**PROBLEM DETAILS:** Whenever a line of the data below holds the string "SimulatedVehicle", copy that line.

[Stored data entries]

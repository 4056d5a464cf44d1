//! # slalom library
//!
//! Obstacle-course navigation for a ground vehicle with a single ranging sensor on
//! a steerable mast.
//!
//! ## Structure
//!
//! ```text
//! slalom_library/
//! ── algorithms/     # Pure computation: range filter, clearance, turn decision
//! ── nodes/          # Control loop stages that drive a Vehicle
//! ── drivers/        # Vehicle implementations (PiCar-4WD, simulation, scripted)
//! ```
//!
//! ## Usage
//!
//! ```rust,ignore
//! use slalom_library::prelude::*;
//!
//! let config = ControlConfig::default();
//! let mut vehicle = SimulatedVehicle::new(SimulationConfig::default())?;
//!
//! let navigator = ObstacleNavigator::new(&config)?;
//! let report = navigator.navigate(&mut vehicle)?;
//! println!("turned {}", report.survey.decision);
//! ```

pub mod algorithms;
pub mod drivers;
pub mod nodes;

pub use algorithms::clearance::{ClearanceEstimate, ClearanceEstimator};
pub use algorithms::range_filter::RangeFilter;
pub use algorithms::turn_decision::{decide, TurnDecision};

pub use nodes::approach::ApproachController;
pub use nodes::arc_scanner::{ArcScan, ArcScanner, ScanSample};
pub use nodes::course::{CourseReport, CourseRunner};
pub use nodes::finale::{Finale, FinaleStep};
pub use nodes::navigator::{NavigationReport, ObstacleNavigator, Survey};

pub use drivers::scripted::{ScriptedCommand, ScriptedVehicle};
pub use drivers::sim::{NoiseModel, ObstacleScene, SceneOutcome, SimulatedVehicle, SimulationConfig};

#[cfg(feature = "raspberry-pi")]
pub use drivers::picar::PicarVehicle;
pub use drivers::picar::{MotorConfig, PicarConfig};

/// Prelude module for convenient imports
pub mod prelude {
    pub use slalom_core::{
        ArcConfig, ControlConfig, MastAngle, MotionCommand, RangeReading, Side, SlalomError,
        SlalomResult, Vehicle,
    };

    pub use crate::algorithms::{
        clearance::{ClearanceEstimate, ClearanceEstimator},
        range_filter::RangeFilter,
        turn_decision::{decide, TurnDecision},
    };

    pub use crate::nodes::{
        approach::ApproachController,
        arc_scanner::{ArcScan, ArcScanner},
        course::{CourseReport, CourseRunner},
        finale::Finale,
        navigator::{NavigationReport, ObstacleNavigator, Survey},
    };

    pub use crate::drivers::{
        scripted::ScriptedVehicle,
        sim::{SimulatedVehicle, SimulationConfig},
    };
}
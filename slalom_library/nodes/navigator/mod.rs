use crate::algorithms::clearance::{ClearanceEstimate, ClearanceEstimator};
use crate::algorithms::range_filter::RangeFilter;
use crate::algorithms::turn_decision::{decide, TurnDecision};
use crate::nodes::approach::ApproachController;
use crate::nodes::arc_scanner::{ArcScan, ArcScanner};
use slalom_core::{ArcConfig, ControlConfig, Side, SlalomResult, Vehicle};
use std::time::Duration;
use tracing::{debug, info};

/// Both side scans and the decision drawn from them
#[derive(Debug, Clone, PartialEq)]
pub struct Survey {
    pub left_scan: ArcScan,
    pub right_scan: ArcScan,
    pub left_clearance: ClearanceEstimate,
    pub right_clearance: ClearanceEstimate,
    pub decision: TurnDecision,
}

/// What happened at one obstacle
#[derive(Debug, Clone, PartialEq)]
pub struct NavigationReport {
    /// Forward-range polls taken during the approach
    pub approach_polls: u64,
    pub survey: Survey,
}

/// Obstacle Navigator - handle one obstacle from approach to turn
///
/// Sequence, strictly in order:
/// 1. approach until blocked and stop
/// 2. sweep the left arc, then the right arc
/// 3. average each side and decide
/// 4. turn for the fixed hold time (or stay put when undecided), then stop
///
/// The navigator holds configuration only, so consecutive calls are independent.
pub struct ObstacleNavigator {
    speed: u8,
    approach: ApproachController,
    scanner: ArcScanner,
    estimator: ClearanceEstimator,
    left_arc: ArcConfig,
    right_arc: ArcConfig,
    turn_hold: Duration,
}

impl ObstacleNavigator {
    /// Build a navigator from `config`, rejecting it if it fails validation
    pub fn new(config: &ControlConfig) -> SlalomResult<Self> {
        config.validate()?;
        Ok(Self::from_valid(config))
    }

    fn from_valid(config: &ControlConfig) -> Self {
        Self {
            speed: config.drive.speed,
            approach: ApproachController::new(config.drive.speed, &config.approach),
            scanner: ArcScanner::new(config.scan.settle()),
            estimator: ClearanceEstimator::new(RangeFilter::new(config.scan.outlier_distance_cm)),
            left_arc: config.scan.left,
            right_arc: config.scan.right,
            turn_hold: config.turn.hold(),
        }
    }

    pub fn approach(&self) -> &ApproachController {
        &self.approach
    }

    /// Scan both sides from a standstill and decide, without moving
    pub fn survey(&self, vehicle: &mut dyn Vehicle) -> SlalomResult<Survey> {
        let left_scan = self.scanner.scan(vehicle, Side::Left, &self.left_arc)?;
        let right_scan = self.scanner.scan(vehicle, Side::Right, &self.right_arc)?;

        let left_clearance = self.estimator.estimate(Side::Left, &left_scan.readings())?;
        let right_clearance = self.estimator.estimate(Side::Right, &right_scan.readings())?;
        let decision = decide(left_clearance, right_clearance);

        info!(
            left_mean = %left_clearance,
            right_mean = %right_clearance,
            %decision,
            "turn decision"
        );

        Ok(Survey {
            left_scan,
            right_scan,
            left_clearance,
            right_clearance,
            decision,
        })
    }

    /// Execute the open-loop turn for `decision` and stop
    pub fn turn(&self, vehicle: &mut dyn Vehicle, decision: TurnDecision) -> SlalomResult<()> {
        match decision {
            TurnDecision::Left => vehicle.turn_left(self.speed)?,
            TurnDecision::Right => vehicle.turn_right(self.speed)?,
            TurnDecision::Undecided => debug!("sides measured equal, not turning"),
        }

        // No heading feedback: hold for the time a quarter turn takes
        vehicle.pause(self.turn_hold);
        vehicle.stop()
    }

    /// Handle one obstacle end to end
    pub fn navigate(&self, vehicle: &mut dyn Vehicle) -> SlalomResult<NavigationReport> {
        let approach_polls = self.approach.run(vehicle)?;
        let survey = self.survey(vehicle)?;
        self.turn(vehicle, survey.decision)?;

        Ok(NavigationReport {
            approach_polls,
            survey,
        })
    }
}

impl Default for ObstacleNavigator {
    fn default() -> Self {
        Self::from_valid(&ControlConfig::default())
    }
}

**TASK RESULT:**
//! let mut vehicle = SimulatedVehicle::new(SimulationConfig::default())?;
pub use drivers::sim::{NoiseModel, ObstacleScene, SceneOutcome, SimulatedVehicle, SimulationConfig};
        sim::{SimulatedVehicle, SimulationConfig},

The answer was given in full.